## TASK ITEM
The output should be every line below that includes the word "saved".

◇ ◇ ◇ ◇

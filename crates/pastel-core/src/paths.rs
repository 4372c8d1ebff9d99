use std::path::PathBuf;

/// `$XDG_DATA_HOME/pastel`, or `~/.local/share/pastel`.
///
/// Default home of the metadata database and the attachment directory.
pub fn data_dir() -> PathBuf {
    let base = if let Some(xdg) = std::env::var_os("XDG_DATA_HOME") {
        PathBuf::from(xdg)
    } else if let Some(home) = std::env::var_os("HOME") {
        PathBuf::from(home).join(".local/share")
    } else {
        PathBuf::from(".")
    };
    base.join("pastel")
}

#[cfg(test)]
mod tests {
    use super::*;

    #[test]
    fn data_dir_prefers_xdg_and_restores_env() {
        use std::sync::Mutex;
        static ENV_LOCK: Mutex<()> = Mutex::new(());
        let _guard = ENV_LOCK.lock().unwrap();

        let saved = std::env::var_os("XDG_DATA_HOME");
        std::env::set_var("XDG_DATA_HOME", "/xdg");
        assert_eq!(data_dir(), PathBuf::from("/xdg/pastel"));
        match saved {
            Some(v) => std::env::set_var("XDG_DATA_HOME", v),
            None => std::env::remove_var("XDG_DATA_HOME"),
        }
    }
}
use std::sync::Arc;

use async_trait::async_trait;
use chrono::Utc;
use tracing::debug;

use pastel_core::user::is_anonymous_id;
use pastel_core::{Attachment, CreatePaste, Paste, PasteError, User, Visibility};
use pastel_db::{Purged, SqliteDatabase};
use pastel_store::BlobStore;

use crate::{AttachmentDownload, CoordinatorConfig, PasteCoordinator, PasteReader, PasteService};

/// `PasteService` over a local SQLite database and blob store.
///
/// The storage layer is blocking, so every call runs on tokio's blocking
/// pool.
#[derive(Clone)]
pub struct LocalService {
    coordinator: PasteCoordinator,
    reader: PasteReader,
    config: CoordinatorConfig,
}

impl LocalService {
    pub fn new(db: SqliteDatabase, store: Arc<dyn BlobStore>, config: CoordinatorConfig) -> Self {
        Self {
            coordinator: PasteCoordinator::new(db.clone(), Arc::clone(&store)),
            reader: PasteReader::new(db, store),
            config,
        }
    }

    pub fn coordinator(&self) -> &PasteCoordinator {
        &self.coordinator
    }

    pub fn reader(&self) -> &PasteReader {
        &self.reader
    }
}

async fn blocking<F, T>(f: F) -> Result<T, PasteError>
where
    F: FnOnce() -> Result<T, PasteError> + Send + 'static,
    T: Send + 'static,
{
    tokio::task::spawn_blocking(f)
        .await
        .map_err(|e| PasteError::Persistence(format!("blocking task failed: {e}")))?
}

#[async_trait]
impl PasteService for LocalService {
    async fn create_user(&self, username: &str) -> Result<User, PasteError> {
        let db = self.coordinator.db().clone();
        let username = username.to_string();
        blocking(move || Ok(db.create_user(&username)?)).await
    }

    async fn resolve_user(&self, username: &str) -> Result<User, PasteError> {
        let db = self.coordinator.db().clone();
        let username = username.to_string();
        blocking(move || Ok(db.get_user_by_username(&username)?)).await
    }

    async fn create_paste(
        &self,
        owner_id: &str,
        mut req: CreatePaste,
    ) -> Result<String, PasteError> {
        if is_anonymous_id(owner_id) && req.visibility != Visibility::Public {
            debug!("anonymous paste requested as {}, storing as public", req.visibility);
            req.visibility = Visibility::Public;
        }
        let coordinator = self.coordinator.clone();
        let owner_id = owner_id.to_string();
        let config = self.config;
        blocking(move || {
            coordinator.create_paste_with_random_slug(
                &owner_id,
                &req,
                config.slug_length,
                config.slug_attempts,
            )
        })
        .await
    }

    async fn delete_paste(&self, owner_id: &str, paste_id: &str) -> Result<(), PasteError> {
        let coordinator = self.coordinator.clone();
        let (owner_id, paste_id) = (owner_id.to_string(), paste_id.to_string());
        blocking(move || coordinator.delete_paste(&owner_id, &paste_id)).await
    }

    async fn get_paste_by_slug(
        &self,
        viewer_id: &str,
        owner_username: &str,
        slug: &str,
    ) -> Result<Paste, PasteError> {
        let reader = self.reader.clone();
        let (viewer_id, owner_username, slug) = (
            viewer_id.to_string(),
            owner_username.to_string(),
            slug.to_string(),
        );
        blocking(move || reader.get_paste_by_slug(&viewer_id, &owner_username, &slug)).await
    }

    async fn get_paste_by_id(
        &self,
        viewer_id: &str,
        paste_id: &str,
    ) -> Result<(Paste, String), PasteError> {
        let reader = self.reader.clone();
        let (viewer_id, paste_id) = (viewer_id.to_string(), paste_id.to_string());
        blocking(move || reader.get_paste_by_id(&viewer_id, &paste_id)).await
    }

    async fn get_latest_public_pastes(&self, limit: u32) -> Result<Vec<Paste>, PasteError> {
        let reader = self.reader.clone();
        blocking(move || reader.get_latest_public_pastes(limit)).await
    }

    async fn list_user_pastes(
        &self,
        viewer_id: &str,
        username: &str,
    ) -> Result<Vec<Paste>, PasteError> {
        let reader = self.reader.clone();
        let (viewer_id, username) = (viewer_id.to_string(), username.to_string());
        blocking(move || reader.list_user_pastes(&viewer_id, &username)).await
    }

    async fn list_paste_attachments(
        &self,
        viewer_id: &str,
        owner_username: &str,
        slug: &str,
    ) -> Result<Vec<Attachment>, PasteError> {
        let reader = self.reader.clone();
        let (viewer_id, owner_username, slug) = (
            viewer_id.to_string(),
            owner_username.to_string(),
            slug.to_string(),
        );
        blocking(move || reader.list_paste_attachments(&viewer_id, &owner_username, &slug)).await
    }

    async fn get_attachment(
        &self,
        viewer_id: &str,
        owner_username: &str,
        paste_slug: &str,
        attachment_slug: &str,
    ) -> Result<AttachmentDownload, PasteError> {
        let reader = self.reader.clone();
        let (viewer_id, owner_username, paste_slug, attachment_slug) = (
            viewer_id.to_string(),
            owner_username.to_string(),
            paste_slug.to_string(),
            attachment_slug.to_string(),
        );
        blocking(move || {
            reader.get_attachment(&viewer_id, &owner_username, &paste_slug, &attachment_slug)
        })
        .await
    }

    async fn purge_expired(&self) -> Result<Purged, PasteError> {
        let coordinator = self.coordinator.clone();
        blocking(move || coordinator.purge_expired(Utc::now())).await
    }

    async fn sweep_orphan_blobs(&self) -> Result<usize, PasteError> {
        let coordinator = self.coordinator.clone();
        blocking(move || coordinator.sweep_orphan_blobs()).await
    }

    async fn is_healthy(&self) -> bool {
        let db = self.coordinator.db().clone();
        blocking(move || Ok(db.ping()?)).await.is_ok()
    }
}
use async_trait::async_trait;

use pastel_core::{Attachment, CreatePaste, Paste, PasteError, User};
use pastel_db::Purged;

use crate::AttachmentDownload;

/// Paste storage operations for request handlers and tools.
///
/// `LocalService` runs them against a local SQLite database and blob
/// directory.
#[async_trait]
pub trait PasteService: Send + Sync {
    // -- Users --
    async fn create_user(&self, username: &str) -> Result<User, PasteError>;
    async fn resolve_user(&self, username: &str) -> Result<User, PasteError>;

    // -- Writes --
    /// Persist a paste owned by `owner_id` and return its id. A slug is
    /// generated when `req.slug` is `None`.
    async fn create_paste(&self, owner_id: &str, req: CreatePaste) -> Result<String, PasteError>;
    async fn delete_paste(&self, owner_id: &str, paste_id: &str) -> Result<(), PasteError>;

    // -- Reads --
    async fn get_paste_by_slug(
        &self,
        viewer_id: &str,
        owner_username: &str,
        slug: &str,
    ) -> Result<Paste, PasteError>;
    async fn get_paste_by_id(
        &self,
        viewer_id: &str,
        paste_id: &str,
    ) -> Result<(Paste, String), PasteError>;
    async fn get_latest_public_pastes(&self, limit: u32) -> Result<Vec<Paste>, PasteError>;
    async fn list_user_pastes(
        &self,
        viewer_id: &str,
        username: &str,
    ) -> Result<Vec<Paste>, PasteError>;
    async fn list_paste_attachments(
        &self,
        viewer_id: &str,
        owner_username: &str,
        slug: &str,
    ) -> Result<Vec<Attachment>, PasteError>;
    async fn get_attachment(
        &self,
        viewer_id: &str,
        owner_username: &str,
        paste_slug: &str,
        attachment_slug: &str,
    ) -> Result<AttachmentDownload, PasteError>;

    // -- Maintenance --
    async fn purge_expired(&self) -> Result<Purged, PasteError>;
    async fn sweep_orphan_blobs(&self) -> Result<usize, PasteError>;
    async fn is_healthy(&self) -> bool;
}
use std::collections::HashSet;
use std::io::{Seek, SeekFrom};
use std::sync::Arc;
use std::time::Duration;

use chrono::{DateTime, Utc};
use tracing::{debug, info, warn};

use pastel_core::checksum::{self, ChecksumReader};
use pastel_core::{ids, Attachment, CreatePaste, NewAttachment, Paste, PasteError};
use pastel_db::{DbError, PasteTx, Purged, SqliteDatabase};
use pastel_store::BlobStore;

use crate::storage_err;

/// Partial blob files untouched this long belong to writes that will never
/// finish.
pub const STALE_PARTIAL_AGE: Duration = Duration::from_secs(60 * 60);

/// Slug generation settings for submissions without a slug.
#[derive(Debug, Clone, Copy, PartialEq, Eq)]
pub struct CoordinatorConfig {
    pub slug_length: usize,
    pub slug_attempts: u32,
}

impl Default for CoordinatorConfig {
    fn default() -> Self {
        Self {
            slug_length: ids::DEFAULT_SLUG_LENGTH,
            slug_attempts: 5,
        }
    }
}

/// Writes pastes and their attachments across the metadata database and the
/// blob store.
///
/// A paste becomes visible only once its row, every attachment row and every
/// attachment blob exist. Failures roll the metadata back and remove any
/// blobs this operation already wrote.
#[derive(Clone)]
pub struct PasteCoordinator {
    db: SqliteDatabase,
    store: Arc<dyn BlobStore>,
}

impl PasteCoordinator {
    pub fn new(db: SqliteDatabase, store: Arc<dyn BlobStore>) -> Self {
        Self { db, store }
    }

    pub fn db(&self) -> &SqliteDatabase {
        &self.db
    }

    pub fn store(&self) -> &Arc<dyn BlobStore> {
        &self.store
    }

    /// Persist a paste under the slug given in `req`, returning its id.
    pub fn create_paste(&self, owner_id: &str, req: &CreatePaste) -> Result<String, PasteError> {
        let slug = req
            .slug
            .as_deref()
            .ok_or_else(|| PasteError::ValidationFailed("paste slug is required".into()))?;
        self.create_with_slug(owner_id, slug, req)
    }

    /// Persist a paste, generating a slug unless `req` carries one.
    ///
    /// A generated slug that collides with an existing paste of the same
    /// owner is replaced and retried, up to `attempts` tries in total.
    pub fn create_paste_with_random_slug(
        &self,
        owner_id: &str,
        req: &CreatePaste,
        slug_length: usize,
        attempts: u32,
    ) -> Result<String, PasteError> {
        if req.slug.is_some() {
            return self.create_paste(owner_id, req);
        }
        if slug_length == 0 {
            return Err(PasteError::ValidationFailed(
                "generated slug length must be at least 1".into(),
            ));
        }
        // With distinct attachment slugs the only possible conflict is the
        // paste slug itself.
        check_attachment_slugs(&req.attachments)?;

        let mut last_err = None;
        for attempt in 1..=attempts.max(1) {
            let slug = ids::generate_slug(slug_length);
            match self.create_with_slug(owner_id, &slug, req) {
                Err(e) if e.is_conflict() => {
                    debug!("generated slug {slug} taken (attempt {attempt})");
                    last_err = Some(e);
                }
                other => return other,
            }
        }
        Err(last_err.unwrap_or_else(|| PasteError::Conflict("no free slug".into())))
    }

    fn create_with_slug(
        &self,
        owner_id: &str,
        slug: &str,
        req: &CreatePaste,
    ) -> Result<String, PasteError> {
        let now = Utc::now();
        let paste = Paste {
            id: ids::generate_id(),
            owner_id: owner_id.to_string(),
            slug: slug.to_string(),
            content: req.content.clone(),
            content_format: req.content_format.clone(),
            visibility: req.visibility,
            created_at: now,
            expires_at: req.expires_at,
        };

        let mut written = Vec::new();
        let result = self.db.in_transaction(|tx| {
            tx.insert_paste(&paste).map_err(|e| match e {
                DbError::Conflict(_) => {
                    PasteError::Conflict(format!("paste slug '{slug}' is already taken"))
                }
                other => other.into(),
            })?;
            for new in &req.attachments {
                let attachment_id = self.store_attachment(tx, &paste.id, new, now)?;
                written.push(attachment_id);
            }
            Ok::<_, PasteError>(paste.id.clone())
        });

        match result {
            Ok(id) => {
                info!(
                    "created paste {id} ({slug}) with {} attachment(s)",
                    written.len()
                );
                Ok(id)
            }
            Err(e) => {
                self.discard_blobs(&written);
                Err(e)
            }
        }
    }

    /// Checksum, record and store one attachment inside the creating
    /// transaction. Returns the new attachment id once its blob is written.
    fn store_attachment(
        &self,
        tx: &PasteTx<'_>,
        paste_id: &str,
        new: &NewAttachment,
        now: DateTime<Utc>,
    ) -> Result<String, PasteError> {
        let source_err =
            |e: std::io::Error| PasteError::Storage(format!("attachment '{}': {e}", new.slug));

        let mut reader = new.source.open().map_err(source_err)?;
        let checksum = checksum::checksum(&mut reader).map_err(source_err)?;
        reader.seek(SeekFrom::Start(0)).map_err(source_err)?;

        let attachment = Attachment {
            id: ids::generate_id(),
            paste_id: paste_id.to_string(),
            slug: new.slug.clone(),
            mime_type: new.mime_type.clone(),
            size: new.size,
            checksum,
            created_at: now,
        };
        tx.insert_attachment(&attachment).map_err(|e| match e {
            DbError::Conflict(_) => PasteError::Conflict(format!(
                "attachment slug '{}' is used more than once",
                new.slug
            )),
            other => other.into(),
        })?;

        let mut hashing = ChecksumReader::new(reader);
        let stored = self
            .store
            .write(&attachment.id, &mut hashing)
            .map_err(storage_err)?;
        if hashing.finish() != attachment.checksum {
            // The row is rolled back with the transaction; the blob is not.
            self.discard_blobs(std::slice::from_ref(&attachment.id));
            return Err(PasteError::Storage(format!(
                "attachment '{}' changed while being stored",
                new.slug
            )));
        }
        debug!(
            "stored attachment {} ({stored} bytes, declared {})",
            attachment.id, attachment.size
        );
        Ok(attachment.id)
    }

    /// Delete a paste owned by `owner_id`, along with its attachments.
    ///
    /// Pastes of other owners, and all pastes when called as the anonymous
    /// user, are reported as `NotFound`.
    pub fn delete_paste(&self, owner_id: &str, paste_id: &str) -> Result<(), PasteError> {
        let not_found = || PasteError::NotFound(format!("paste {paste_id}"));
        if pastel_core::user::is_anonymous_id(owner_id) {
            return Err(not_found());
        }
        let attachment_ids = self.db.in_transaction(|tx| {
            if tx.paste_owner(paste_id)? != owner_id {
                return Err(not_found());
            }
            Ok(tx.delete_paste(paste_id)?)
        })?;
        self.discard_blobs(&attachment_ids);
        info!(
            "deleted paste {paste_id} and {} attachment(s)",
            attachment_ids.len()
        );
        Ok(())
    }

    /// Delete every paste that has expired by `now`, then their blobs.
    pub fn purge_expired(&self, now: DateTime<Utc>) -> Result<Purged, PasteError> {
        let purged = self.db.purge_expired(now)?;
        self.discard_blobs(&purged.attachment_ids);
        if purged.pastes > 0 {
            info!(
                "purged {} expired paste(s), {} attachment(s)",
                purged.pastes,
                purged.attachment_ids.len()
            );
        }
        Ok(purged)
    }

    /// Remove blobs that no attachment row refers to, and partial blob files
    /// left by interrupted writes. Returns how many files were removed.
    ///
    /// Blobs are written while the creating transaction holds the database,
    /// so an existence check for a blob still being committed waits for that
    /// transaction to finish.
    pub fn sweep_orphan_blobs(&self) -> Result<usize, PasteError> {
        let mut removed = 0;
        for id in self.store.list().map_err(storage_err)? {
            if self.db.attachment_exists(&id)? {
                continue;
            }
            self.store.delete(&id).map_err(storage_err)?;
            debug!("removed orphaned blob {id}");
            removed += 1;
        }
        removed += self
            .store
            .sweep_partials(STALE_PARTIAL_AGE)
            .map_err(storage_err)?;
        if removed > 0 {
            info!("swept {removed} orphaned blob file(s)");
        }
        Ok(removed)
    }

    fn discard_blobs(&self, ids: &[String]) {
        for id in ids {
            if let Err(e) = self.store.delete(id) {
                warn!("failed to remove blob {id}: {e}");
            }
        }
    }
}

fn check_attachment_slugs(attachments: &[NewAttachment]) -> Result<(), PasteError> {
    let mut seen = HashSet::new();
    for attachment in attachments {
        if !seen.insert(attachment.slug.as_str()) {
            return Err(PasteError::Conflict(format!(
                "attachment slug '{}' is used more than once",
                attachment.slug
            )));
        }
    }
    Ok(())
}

◇ ◇ ◇ ◇

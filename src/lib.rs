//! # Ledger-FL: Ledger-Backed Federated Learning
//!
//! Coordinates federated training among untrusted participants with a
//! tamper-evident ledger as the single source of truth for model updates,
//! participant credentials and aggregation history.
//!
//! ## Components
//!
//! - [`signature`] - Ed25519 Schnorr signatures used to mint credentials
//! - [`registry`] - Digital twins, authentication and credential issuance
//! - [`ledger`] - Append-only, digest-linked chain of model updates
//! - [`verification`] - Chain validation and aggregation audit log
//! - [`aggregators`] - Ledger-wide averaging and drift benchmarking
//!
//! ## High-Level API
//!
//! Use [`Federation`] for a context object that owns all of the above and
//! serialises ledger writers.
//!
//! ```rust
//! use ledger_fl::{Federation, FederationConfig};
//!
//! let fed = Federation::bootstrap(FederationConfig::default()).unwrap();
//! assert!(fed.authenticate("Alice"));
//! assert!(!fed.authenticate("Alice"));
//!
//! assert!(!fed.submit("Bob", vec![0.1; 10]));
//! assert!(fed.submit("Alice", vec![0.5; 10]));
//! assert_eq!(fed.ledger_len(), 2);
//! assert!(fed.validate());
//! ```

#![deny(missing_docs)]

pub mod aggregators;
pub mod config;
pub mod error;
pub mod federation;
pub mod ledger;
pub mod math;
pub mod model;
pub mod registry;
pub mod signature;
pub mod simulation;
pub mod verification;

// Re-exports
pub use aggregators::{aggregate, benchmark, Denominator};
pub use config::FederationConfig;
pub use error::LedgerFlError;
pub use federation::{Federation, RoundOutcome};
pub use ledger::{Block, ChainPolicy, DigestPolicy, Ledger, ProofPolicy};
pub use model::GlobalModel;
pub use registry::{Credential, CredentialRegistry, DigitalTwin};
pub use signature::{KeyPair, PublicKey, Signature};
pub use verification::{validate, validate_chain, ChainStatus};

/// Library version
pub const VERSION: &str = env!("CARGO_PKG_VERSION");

◇ ◇ ◇ ◇

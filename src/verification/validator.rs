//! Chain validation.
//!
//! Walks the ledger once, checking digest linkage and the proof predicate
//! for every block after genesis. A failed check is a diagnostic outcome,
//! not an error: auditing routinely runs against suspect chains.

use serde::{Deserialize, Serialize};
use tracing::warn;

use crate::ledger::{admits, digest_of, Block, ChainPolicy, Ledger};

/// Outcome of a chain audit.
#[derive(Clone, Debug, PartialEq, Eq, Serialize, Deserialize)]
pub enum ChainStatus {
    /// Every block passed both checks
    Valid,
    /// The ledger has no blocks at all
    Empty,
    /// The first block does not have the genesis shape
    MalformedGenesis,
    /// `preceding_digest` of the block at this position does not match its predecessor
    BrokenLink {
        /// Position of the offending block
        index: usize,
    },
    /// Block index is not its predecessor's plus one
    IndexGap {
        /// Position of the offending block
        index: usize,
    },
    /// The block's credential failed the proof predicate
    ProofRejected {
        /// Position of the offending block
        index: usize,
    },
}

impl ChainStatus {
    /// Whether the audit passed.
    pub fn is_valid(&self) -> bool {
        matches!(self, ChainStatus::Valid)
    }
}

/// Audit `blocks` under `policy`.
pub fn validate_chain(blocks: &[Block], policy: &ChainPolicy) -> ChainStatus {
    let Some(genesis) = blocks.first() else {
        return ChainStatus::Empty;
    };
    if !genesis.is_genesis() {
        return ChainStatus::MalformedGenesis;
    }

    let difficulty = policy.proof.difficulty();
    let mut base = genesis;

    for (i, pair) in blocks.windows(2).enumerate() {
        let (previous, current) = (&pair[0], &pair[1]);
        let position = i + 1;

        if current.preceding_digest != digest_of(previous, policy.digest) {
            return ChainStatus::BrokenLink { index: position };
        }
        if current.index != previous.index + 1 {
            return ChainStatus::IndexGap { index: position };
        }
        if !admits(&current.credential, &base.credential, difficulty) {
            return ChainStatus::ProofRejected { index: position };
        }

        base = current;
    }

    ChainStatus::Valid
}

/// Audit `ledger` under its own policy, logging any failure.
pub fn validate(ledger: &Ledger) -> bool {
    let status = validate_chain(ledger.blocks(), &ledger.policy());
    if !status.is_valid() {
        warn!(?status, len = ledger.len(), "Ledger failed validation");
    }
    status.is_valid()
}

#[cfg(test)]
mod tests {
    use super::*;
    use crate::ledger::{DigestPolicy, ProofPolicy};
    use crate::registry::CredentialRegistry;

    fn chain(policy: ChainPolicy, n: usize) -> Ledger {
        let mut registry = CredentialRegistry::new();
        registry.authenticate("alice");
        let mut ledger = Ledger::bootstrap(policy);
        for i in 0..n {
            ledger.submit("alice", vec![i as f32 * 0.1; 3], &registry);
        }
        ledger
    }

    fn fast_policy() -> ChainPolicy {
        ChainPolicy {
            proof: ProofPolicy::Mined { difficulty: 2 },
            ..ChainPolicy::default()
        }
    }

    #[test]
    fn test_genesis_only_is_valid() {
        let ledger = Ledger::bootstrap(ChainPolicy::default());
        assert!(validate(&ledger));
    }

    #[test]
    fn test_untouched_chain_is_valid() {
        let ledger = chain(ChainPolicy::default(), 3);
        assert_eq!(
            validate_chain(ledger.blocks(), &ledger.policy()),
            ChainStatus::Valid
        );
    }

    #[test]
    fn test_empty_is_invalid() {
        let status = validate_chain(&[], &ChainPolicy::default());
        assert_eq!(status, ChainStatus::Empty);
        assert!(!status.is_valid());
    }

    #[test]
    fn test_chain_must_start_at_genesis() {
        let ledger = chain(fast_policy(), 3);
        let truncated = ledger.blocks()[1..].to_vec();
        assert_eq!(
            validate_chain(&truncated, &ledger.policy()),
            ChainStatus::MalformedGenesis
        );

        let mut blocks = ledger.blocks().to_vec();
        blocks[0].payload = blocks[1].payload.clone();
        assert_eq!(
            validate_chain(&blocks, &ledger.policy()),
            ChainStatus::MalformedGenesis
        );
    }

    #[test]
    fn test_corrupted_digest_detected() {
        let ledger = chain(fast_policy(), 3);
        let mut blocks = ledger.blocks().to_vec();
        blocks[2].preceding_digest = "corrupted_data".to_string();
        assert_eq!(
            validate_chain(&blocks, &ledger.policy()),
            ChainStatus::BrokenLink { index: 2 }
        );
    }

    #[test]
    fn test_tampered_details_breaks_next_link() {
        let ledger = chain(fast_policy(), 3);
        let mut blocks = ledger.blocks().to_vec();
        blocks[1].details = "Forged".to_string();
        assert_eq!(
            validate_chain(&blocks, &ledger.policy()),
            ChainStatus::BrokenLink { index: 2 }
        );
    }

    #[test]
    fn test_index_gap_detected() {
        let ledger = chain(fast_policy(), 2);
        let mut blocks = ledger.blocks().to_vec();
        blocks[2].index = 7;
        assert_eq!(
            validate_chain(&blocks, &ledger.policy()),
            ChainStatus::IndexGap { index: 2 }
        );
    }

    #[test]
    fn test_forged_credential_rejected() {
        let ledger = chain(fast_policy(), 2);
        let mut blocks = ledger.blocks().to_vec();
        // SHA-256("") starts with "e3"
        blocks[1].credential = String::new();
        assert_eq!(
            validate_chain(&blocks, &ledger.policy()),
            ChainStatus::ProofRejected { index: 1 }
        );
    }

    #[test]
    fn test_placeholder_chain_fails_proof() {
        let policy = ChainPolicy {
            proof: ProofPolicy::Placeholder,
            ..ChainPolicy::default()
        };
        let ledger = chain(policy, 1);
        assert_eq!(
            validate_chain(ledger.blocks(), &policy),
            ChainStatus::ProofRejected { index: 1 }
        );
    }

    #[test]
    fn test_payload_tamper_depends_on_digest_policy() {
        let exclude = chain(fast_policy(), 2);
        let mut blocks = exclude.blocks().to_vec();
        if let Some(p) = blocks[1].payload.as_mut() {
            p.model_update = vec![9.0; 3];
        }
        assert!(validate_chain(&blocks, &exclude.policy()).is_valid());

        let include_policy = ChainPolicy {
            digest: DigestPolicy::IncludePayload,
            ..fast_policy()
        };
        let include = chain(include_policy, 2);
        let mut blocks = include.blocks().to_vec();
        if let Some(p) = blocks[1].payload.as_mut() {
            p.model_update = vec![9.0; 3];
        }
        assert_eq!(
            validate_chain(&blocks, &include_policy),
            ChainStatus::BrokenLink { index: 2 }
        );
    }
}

◇ ◇ ◇ ◇

## TASK RESULT
        let saved = std::env::var_os("XDG_DATA_HOME");
        match saved {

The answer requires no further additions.